Ortak iyi’nin mümkün olabilmesi için geliştirilmiş pek çok düşünce, pratikte hiçbir zaman ufukladığı anlamla çakışmamıştı, bir uzak hedef olarak görüldü ve mücadele tarihi denilen kesişimsellikler bölgesinde uğraşılan hep bu oldu. Dönülecek bir başlangıç noktası olmadığını bilenlerin, başlangıcı ancak gelecekte kuracaklarının bilgisiyle uğraştıkları bir bölge. Akademi fikri de bunlardan biriydi, bir imkândı ama henüz mevcut değildi. Evet, parlak çıkışları da, tikel mücadelecileriyle ideale yakın olanı tarif edebildiği zamanları da oldu. Ama sistem var olan imgeleri gasp ettikçe, kendini, -az sayıda da olsa- savunucularıyla en azından eleştirel bakışın olanla olmayan arasındaki farkı görünür kılma ödevine adadı. Yalın bir biçimde bir nesneye adıyla seslenmenin bile tehlikeli olduğu zamanlardan geçti, “biz buna böyle demiyoruz” sesleri yükseliyordu her taraftan ve bazen bir şeyin adını bile muhafaza etmenin, gerçekliğin kaydını tutmak için önemi vardı. Adalet dediğiniz “haksızlık, eşit yurttaşlık dediğiniz “bir zulüm” diye diretmenin, akademik özgürlük dediğiniz şey “bir diz çökme biçimi” diye bağırmanın önemi vardı.

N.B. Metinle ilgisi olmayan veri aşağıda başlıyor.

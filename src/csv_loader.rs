use crate::types::BirdRecord;
use anyhow::{Context, Result};
use csv::ReaderBuilder;
use std::path::Path;

const EXPECTED_HEADERS: [&str; 3] = ["filepath", "label", "class"];

pub fn load_csv(path: &Path) -> Result<Vec<BirdRecord>> {
    let mut reader = ReaderBuilder::new()
        .has_headers(true)
        .trim(csv::Trim::All)
        .from_path(path)
        .with_context(|| format!("Failed to open csv: {}", path.display()))?;

    let headers = reader.headers()?.clone();
    for header in EXPECTED_HEADERS {
        if !headers.iter().any(|h| h == header) {
            anyhow::bail!("Missing column '{}' in {}", header, path.display());
        }
    }

    let mut records = Vec::new();

    for (row, result) in reader.deserialize::<BirdRecord>().enumerate() {
        // ヘッダー行を1行目として数える
        let record = result
            .with_context(|| format!("Invalid row {} in {}", row + 2, path.display()))?;
        records.push(record);
    }

    Ok(records)
}

#[cfg(test)]
mod tests {
    use super::*;
    use std::path::PathBuf;

    fn write_csv(name: &str, content: &str) -> PathBuf {
        let dir = std::env::temp_dir()
            .join(format!("bird_csv_loader_{}_{}", name, std::process::id()));
        std::fs::create_dir_all(&dir).unwrap();
        let path = dir.join("data.csv");
        std::fs::write(&path, content).unwrap();
        path
    }

    #[test]
    fn test_load_rows_in_order() {
        let path = write_csv(
            "rows",
            "filepath,label,class\n\
             small_data/0 - GREAT XENOPS/0_1.jpg,0,GREAT XENOPS\n\
             small_data/2 - OSPREY/2_15.jpg,2,OSPREY\n",
        );

        let records = load_csv(&path).unwrap();
        assert_eq!(records.len(), 2);
        assert_eq!(records[0].filepath, PathBuf::from("small_data/0 - GREAT XENOPS/0_1.jpg"));
        assert_eq!(records[0].label, 0);
        assert_eq!(records[1].class_name, "OSPREY");
    }

    #[test]
    fn test_invalid_label() {
        let path = write_csv("invalid", "filepath,label,class\na.jpg,x,OSPREY\n");
        assert!(load_csv(&path).is_err());
    }

    #[test]
    fn test_missing_column() {
        let path = write_csv("missing", "filepath,label\na.jpg,0\n");
        assert!(load_csv(&path).is_err());
    }
}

Bütün felaketleri sıraya koyup, onu kendi zamansal ihtiyaçlarının anlamına hapseden büyük tarih, her şeyi “bak, geçti bile” diye hissetmemizi sağlarken, raflara dizdiği kutuların içine koyduklarına şaşkınlıkla bakılmasın diye çarkını hep çevirirken, en ağır acıları kırıntılara çevirip kaçıp giderken, Kronos’un zamansallığını parçalayacak tek şey Kairos’a bağlanan direniş anları olacak. Bütün karşı çıkışları birleştiren, ne kadar uzak bir zamanda olursa olsun bütün direnişleri şimdi ve burada kılan şey, müdahale ve itirazların farklı zamansallığı. Çok uzaktan gelen bir ses, “hakikat bu değil!” diye bağırdığında, bütün zamanlar için bağırmış olacak ve hep yeniden bir değişim arzusunu hatırda tutmamızı sağlayacak bilgiyi bize aktaracak.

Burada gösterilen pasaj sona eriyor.